YOUR TASK >>
Look through the records, and whenever a line includes the word "DDTHH", copy it.

-------- DATASET CONTENT --------

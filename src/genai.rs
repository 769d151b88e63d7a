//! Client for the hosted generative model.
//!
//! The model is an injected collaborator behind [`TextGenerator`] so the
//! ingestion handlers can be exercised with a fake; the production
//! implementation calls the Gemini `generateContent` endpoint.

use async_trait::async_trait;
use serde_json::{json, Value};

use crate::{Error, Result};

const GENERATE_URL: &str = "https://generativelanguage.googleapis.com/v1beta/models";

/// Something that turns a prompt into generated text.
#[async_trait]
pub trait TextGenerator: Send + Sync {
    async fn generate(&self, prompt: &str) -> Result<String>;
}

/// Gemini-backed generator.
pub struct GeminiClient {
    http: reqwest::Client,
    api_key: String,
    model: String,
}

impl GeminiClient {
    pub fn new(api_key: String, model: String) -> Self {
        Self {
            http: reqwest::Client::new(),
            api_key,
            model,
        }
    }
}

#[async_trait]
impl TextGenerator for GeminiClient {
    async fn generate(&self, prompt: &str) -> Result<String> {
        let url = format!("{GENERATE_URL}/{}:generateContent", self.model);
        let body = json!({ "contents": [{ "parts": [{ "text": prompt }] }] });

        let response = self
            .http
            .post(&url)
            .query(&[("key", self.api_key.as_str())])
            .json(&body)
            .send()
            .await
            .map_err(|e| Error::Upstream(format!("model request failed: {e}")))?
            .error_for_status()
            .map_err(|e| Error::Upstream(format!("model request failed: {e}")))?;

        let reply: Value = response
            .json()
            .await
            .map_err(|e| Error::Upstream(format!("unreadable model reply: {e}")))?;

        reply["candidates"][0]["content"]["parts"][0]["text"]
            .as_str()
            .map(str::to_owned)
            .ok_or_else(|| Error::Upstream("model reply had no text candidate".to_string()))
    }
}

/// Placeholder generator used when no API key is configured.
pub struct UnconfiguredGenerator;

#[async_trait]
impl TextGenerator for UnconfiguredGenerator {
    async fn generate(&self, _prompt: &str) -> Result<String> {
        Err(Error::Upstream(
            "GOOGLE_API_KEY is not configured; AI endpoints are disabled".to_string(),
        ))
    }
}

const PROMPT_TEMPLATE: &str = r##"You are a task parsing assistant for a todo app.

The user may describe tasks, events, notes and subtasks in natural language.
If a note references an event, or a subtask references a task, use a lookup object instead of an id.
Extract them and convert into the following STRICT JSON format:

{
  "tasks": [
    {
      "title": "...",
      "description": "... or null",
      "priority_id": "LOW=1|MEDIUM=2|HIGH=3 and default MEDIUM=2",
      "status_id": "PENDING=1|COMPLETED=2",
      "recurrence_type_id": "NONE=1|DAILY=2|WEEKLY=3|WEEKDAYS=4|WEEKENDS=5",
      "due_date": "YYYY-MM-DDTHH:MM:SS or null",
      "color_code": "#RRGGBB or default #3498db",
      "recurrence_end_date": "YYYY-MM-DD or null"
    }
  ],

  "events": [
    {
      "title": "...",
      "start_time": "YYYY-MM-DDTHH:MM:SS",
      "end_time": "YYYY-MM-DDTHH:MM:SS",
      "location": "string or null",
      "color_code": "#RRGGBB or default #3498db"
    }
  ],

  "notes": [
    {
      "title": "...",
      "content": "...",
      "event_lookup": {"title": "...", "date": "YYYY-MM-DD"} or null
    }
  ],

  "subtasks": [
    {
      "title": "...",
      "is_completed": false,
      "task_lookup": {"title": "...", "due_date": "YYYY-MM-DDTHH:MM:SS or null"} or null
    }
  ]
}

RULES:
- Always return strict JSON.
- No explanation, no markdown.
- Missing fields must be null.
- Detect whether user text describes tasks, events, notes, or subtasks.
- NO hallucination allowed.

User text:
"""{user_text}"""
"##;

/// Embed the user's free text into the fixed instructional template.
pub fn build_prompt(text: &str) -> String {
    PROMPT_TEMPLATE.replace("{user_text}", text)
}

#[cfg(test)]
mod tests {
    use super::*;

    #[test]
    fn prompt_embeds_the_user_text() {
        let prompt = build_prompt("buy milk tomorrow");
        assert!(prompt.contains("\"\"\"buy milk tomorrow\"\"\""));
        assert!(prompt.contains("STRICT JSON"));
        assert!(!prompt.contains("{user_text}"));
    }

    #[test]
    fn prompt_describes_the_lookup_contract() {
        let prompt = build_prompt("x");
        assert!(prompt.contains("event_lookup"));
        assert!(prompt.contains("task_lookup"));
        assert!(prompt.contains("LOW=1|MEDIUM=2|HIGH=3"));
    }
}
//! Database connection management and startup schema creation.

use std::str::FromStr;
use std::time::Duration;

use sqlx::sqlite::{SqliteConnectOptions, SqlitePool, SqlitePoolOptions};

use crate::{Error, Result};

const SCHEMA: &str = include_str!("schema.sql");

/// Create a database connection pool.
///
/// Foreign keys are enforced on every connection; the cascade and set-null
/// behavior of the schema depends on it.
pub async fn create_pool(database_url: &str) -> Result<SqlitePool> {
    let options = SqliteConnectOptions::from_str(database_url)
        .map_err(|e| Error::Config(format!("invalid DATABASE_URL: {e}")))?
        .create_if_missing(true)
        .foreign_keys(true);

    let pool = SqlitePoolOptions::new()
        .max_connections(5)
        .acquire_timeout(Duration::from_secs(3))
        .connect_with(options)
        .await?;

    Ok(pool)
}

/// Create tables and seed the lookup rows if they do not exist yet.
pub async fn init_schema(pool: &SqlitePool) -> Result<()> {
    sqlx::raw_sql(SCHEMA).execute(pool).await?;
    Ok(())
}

--------
-------- DATASET CONTENT --------

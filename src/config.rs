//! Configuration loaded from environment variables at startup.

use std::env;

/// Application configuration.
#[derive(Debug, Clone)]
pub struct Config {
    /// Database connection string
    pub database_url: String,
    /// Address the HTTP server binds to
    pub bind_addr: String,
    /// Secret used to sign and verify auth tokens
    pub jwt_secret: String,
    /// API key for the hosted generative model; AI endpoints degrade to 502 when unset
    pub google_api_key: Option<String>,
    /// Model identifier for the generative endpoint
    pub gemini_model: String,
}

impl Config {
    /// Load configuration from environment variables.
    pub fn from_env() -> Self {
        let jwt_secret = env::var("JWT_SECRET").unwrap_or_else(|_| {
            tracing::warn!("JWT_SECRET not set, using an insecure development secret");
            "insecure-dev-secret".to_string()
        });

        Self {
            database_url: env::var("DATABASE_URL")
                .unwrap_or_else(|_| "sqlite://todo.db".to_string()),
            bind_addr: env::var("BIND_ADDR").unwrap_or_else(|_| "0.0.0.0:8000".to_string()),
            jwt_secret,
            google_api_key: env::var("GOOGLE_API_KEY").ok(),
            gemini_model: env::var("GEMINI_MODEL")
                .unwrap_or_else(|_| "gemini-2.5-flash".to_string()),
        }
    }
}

--------

SOLUTION TO THE PROBLEM >>
      "due_date": "YYYY-MM-DDTHH:MM:SS or null",
      "start_time": "YYYY-MM-DDTHH:MM:SS",
      "end_time": "YYYY-MM-DDTHH:MM:SS",
      "task_lookup": {"title": "...", "due_date": "YYYY-MM-DDTHH:MM:SS or null"} or null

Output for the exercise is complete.